- [EXERCISE DESCRIPTION]:
From the line with "let outcomes: Vec<Result<FitResults>>" through the line with "let matrix = match", inclusive, return each line of the data below exactly and leave the rest out.

##### DATA FOR ANALYSIS

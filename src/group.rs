//! Fitting a group of spectra that share one frequency axis.

use std::fmt;
use std::path::Path;

use ndarray::{Array1, Array2, ArrayView1, ArrayView2};
use serde::{Deserialize, Serialize};

use crate::error::{Result, SpecParamError};
use crate::fit::SpectrumFitter;
use crate::results::FitResults;
use crate::settings::{BackgroundMode, FitSettings};
use crate::sink::{load_results_file, ResultsWriter};
use crate::spectrum::Spectrum;
use crate::utils::Summary;

/// Result field to extract across the group.
#[derive(Debug, Clone, Copy, PartialEq, Eq)]
pub enum DataField {
    /// One row per spectrum: `[offset, slope]` or `[offset, knee, slope]`.
    BackgroundParams,
    /// One row per peak over all spectra: `[center, amplitude, width]`.
    PeakParams,
    Error,
    RSquared,
}

/// Data extracted with [`GroupFitter::get_all_data`].
#[derive(Debug, Clone, PartialEq)]
pub enum GroupData {
    Column(Array1<f64>),
    Matrix(Array2<f64>),
}

impl GroupData {
    pub fn into_column(self) -> Option<Array1<f64>> {
        match self {
            GroupData::Column(values) => Some(values),
            GroupData::Matrix(_) => None,
        }
    }

    pub fn into_matrix(self) -> Option<Array2<f64>> {
        match self {
            GroupData::Matrix(values) => Some(values),
            GroupData::Column(_) => None,
        }
    }
}

/// Aggregate description of a group fit.
#[derive(Debug, Clone, PartialEq, Serialize, Deserialize)]
pub struct GroupSummary {
    pub n_spectra: usize,
    pub freq_range: Option<(f64, f64)>,
    pub freq_res: Option<f64>,
    pub knee: bool,
    pub slopes: Summary,
    pub r_squared: Summary,
    pub errors: Summary,
    pub total_peaks: usize,
}

const REPORT_WIDTH: usize = 100;

fn centered(f: &mut fmt::Formatter<'_>, text: &str) -> fmt::Result {
    writeln!(f, "{:^1$}", text, REPORT_WIDTH)
}

fn describe(s: &Summary) -> String {
    format!("Min: {:6.4}, Max: {:6.4}, Mean: {:5.4}", s.min, s.max, s.mean)
}

impl fmt::Display for GroupSummary {
    fn fmt(&self, f: &mut fmt::Formatter<'_>) -> fmt::Result {
        let rule = "=".repeat(REPORT_WIDTH);

        writeln!(f, "{}", rule)?;
        writeln!(f)?;
        centered(f, "SPECPARAM - GROUP RESULTS")?;
        writeln!(f)?;
        centered(f, &format!("Number of spectra in the group: {}", self.n_spectra))?;
        writeln!(f)?;
        if let (Some((lo, hi)), Some(res)) = (self.freq_range, self.freq_res) {
            centered(
                f,
                &format!("Spectra were fit in the range {} - {} Hz", lo.floor(), hi.ceil()),
            )?;
            centered(f, &format!("Frequency resolution is {:1.2} Hz", res))?;
            writeln!(f)?;
        }
        centered(
            f,
            &format!("Spectra were fit {} a knee.", if self.knee { "with" } else { "without" }),
        )?;
        writeln!(f)?;
        centered(f, "Background slope values")?;
        centered(f, &describe(&self.slopes))?;
        writeln!(f)?;
        centered(
            f,
            &format!("In total {} peaks were extracted from the group", self.total_peaks),
        )?;
        writeln!(f)?;
        centered(f, "Fitting performance")?;
        centered(f, &format!("   R2s - {}", describe(&self.r_squared)))?;
        centered(f, &format!("Errors - {}", describe(&self.errors)))?;
        writeln!(f)?;
        write!(f, "{}", rule)
    }
}

/// Runs a [`SpectrumFitter`] over every row of a spectra matrix.
#[derive(Debug, Clone)]
pub struct GroupFitter {
    fitter: SpectrumFitter,
    results: Vec<FitResults>,
    freqs: Option<Array1<f64>>,
    freq_range: Option<(f64, f64)>,
    freq_res: Option<f64>,
}

impl GroupFitter {
    /// Create a group fitter. Fails with `InvalidSettings` if `settings` do not validate.
    pub fn new(settings: FitSettings) -> Result<Self> {
        Ok(Self {
            fitter: SpectrumFitter::new(settings)?,
            results: Vec::new(),
            freqs: None,
            freq_range: None,
            freq_res: None,
        })
    }

    pub fn settings(&self) -> &FitSettings {
        self.fitter.settings()
    }

    /// Results index-aligned with the rows of the last fit.
    pub fn results(&self) -> &[FitResults] {
        &self.results
    }

    pub fn get_results(&self, index: usize) -> Option<&FitResults> {
        self.results.get(index)
    }

    pub fn len(&self) -> usize {
        self.results.len()
    }

    pub fn is_empty(&self) -> bool {
        self.results.is_empty()
    }

    /// Fitted frequencies, available after a fit.
    pub fn freqs(&self) -> Option<&Array1<f64>> {
        self.freqs.as_ref()
    }

    pub fn freq_range(&self) -> Option<(f64, f64)> {
        self.freq_range
    }

    pub fn freq_res(&self) -> Option<f64> {
        self.freq_res
    }

    fn reset(&mut self) {
        self.results.clear();
        self.freqs = None;
        self.freq_range = None;
        self.freq_res = None;
    }

    fn set_frequency_info(&mut self, spectrum: &Spectrum) {
        self.freqs = Some(spectrum.freqs().clone());
        self.freq_range = Some(spectrum.freq_range());
        self.freq_res = Some(spectrum.freq_res());
    }

    /// Fit every row of `spectra` in order.
    ///
    /// Stops at the first failing spectrum and returns its error wrapped with
    /// the row index; the result collection is left empty in that case.
    ///
    /// # Arguments
    ///
    /// * `freqs` - Frequencies shared by all spectra
    /// * `spectra` - Linear power, one spectrum per row
    /// * `freq_range` - Optional inclusive range to fit
    pub fn fit(
        &mut self,
        freqs: ArrayView1<f64>,
        spectra: ArrayView2<f64>,
        freq_range: Option<(f64, f64)>,
    ) -> Result<&[FitResults]> {
        self.fit_rows(freqs, spectra, freq_range, |_, _| Ok(()))
    }

    /// Like [`fit`](Self::fit), writing each result to `sink` as it is produced.
    ///
    /// Records already written stay in the sink if a later spectrum fails.
    pub fn fit_with_sink<W: std::io::Write>(
        &mut self,
        freqs: ArrayView1<f64>,
        spectra: ArrayView2<f64>,
        freq_range: Option<(f64, f64)>,
        sink: &mut ResultsWriter<W>,
    ) -> Result<&[FitResults]> {
        self.fit_rows(freqs, spectra, freq_range, |results, spectrum| {
            sink.write(results, spectrum.freq_range(), spectrum.freq_res())
        })
    }

    fn fit_rows<F>(
        &mut self,
        freqs: ArrayView1<f64>,
        spectra: ArrayView2<f64>,
        freq_range: Option<(f64, f64)>,
        mut on_result: F,
    ) -> Result<&[FitResults]>
    where
        F: FnMut(&FitResults, &Spectrum) -> Result<()>,
    {
        self.reset();
        log::info!("Fitting {} spectra", spectra.nrows());

        let mut results = Vec::with_capacity(spectra.nrows());
        let mut first = None;
        for (index, power) in spectra.outer_iter().enumerate() {
            let spectrum =
                Spectrum::new(freqs, power, freq_range).map_err(|e| e.for_spectrum(index))?;
            let fitted = self
                .fitter
                .fit_spectrum(&spectrum)
                .map_err(|e| e.for_spectrum(index))?;
            on_result(&fitted, &spectrum).map_err(|e| e.for_spectrum(index))?;

            results.push(fitted);
            first.get_or_insert(spectrum);
        }

        if let Some(spectrum) = &first {
            self.set_frequency_info(spectrum);
        }
        self.results = results;
        log::info!("Finished fitting {} spectra", self.results.len());
        Ok(&self.results)
    }

    /// Fit every row in parallel with rayon.
    ///
    /// Results are index-aligned with the rows. If any spectrum fails, the
    /// error of the lowest failing row is returned and the result collection
    /// is left empty.
    #[cfg(feature = "parallel")]
    pub fn fit_parallel(
        &mut self,
        freqs: ArrayView1<f64>,
        spectra: ArrayView2<f64>,
        freq_range: Option<(f64, f64)>,
    ) -> Result<&[FitResults]> {
        use rayon::prelude::*;

        self.reset();
        log::info!("Fitting {} spectra in parallel", spectra.nrows());

        let rows: Vec<ArrayView1<f64>> = spectra.outer_iter().collect();
        let fitter = &self.fitter;
        let outcomes: Vec<Result<FitResults>> = rows
            .into_par_iter()
            .enumerate()
            .map(|(index, power)| {
                Spectrum::new(freqs, power, freq_range)
                    .and_then(|spectrum| fitter.fit_spectrum(&spectrum))
                    .map_err(|e| e.for_spectrum(index))
            })
            .collect();

        let results = outcomes.into_iter().collect::<Result<Vec<_>>>()?;
        if !results.is_empty() {
            let first = Spectrum::new(freqs, spectra.row(0), freq_range)?;
            self.set_frequency_info(&first);
        }

        self.results = results;
        log::info!("Finished fitting {} spectra", self.results.len());
        Ok(&self.results)
    }

    /// Extract one field across all results.
    ///
    /// With `column`, returns that column of a matrix field. Asking for a
    /// column of a scalar field, or one out of range, is `InvalidInput`.
    pub fn get_all_data(&self, field: DataField, column: Option<usize>) -> Result<GroupData> {
        if self.results.is_empty() {
            return Err(SpecParamError::InvalidState(
                "no group results available".to_string(),
            ));
        }

        let matrix = match field {
            DataField::Error | DataField::RSquared => {
                if let Some(col) = column {
                    return Err(SpecParamError::InvalidInput(format!(
                        "{:?} is a scalar field, cannot select column {}",
                        field, col
                    )));
                }
                let values = match field {
                    DataField::Error => self.errors(),
                    _ => self.r_squared(),
                };
                return Ok(GroupData::Column(values));
            }
            DataField::BackgroundParams => self.background_params()?,
            DataField::PeakParams => self.peak_params(),
        };

        match column {
            None => Ok(GroupData::Matrix(matrix)),
            Some(col) if col < matrix.ncols() => Ok(GroupData::Column(matrix.column(col).to_owned())),
            Some(col) => Err(SpecParamError::InvalidInput(format!(
                "column {} out of range for {:?} with {} columns",
                col,
                field,
                matrix.ncols()
            ))),
        }
    }

    /// Mean absolute error of every fit, in input order.
    pub fn errors(&self) -> Array1<f64> {
        self.results.iter().map(|r| r.error).collect()
    }

    pub fn r_squared(&self) -> Array1<f64> {
        self.results.iter().map(|r| r.r_squared).collect()
    }

    pub fn slopes(&self) -> Array1<f64> {
        self.results.iter().map(|r| r.background.slope()).collect()
    }

    /// Background parameters, one row per spectrum.
    ///
    /// Fails with `InvalidState` if the results mix background modes, which
    /// can only happen after loading a hand-edited file.
    pub fn background_params(&self) -> Result<Array2<f64>> {
        let n_cols = self
            .results
            .first()
            .map_or(0, |r| r.background.mode().n_params());
        let values: Vec<f64> = self
            .results
            .iter()
            .flat_map(|r| r.background.as_array().to_vec())
            .collect();

        Array2::from_shape_vec((self.results.len(), n_cols), values).map_err(|_| {
            SpecParamError::InvalidState("results mix background modes".to_string())
        })
    }

    /// All peaks of all spectra, one `[center, amplitude, width]` row each.
    pub fn peak_params(&self) -> Array2<f64> {
        let values: Vec<f64> = self.results.iter().flat_map(|r| r.peak_values()).collect();
        let n_rows = values.len() / 3;
        Array2::from_shape_vec((n_rows, 3), values).unwrap_or_else(|_| Array2::zeros((0, 3)))
    }

    /// Like [`peak_params`](Self::peak_params) with the spectrum index in column 0.
    pub fn peak_params_with_index(&self) -> Array2<f64> {
        let values: Vec<f64> = self
            .results
            .iter()
            .enumerate()
            .flat_map(|(index, r)| {
                r.peaks
                    .iter()
                    .flat_map(move |p| [index as f64, p.center, p.amplitude, p.width])
            })
            .collect();
        let n_rows = values.len() / 4;
        Array2::from_shape_vec((n_rows, 4), values).unwrap_or_else(|_| Array2::zeros((0, 4)))
    }

    /// Summary statistics of the group fit.
    pub fn summary(&self) -> Result<GroupSummary> {
        let no_results = || SpecParamError::InvalidState("no group results available".to_string());

        Ok(GroupSummary {
            n_spectra: self.results.len(),
            freq_range: self.freq_range,
            freq_res: self.freq_res,
            knee: self.settings().background_mode == BackgroundMode::Knee,
            slopes: Summary::of(&self.slopes()).ok_or_else(no_results)?,
            r_squared: Summary::of(&self.r_squared()).ok_or_else(no_results)?,
            errors: Summary::of(&self.errors()).ok_or_else(no_results)?,
            total_peaks: self.results.iter().map(|r| r.n_peaks()).sum(),
        })
    }

    /// Replace the results with the records of a results file.
    ///
    /// Frequency range and resolution come from the first record. A truncated
    /// file yields the records before the damaged line.
    pub fn load<P: AsRef<Path>>(&mut self, path: P) -> Result<usize> {
        let records = load_results_file(path)?;
        self.reset();

        if let Some(first) = records.first() {
            self.freq_range = first.freq_range;
            self.freq_res = first.freq_res;
        }
        self.results = records.into_iter().map(|r| r.results).collect();
        log::info!("Loaded {} results", self.results.len());
        Ok(self.results.len())
    }
}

##########

- [PROBLEM SOLUTION]:
        let outcomes: Vec<Result<FitResults>> = rows
            .into_par_iter()
            .enumerate()
            .map(|(index, power)| {
                Spectrum::new(freqs, power, freq_range)
                    .and_then(|spectrum| fitter.fit_spectrum(&spectrum))
                    .map_err(|e| e.for_spectrum(index))
            })
            .collect();

        let results = outcomes.into_iter().collect::<Result<Vec<_>>>()?;
        if !results.is_empty() {
            let first = Spectrum::new(freqs, spectra.row(0), freq_range)?;
            self.set_frequency_info(&first);
        }

        self.results = results;
        log::info!("Finished fitting {} spectra", self.results.len());
        Ok(&self.results)
    }

    /// Extract one field across all results.
    ///
    /// With `column`, returns that column of a matrix field. Asking for a
    /// column of a scalar field, or one out of range, is `InvalidInput`.
    pub fn get_all_data(&self, field: DataField, column: Option<usize>) -> Result<GroupData> {
        if self.results.is_empty() {
            return Err(SpecParamError::InvalidState(
                "no group results available".to_string(),
            ));
        }

        let matrix = match field {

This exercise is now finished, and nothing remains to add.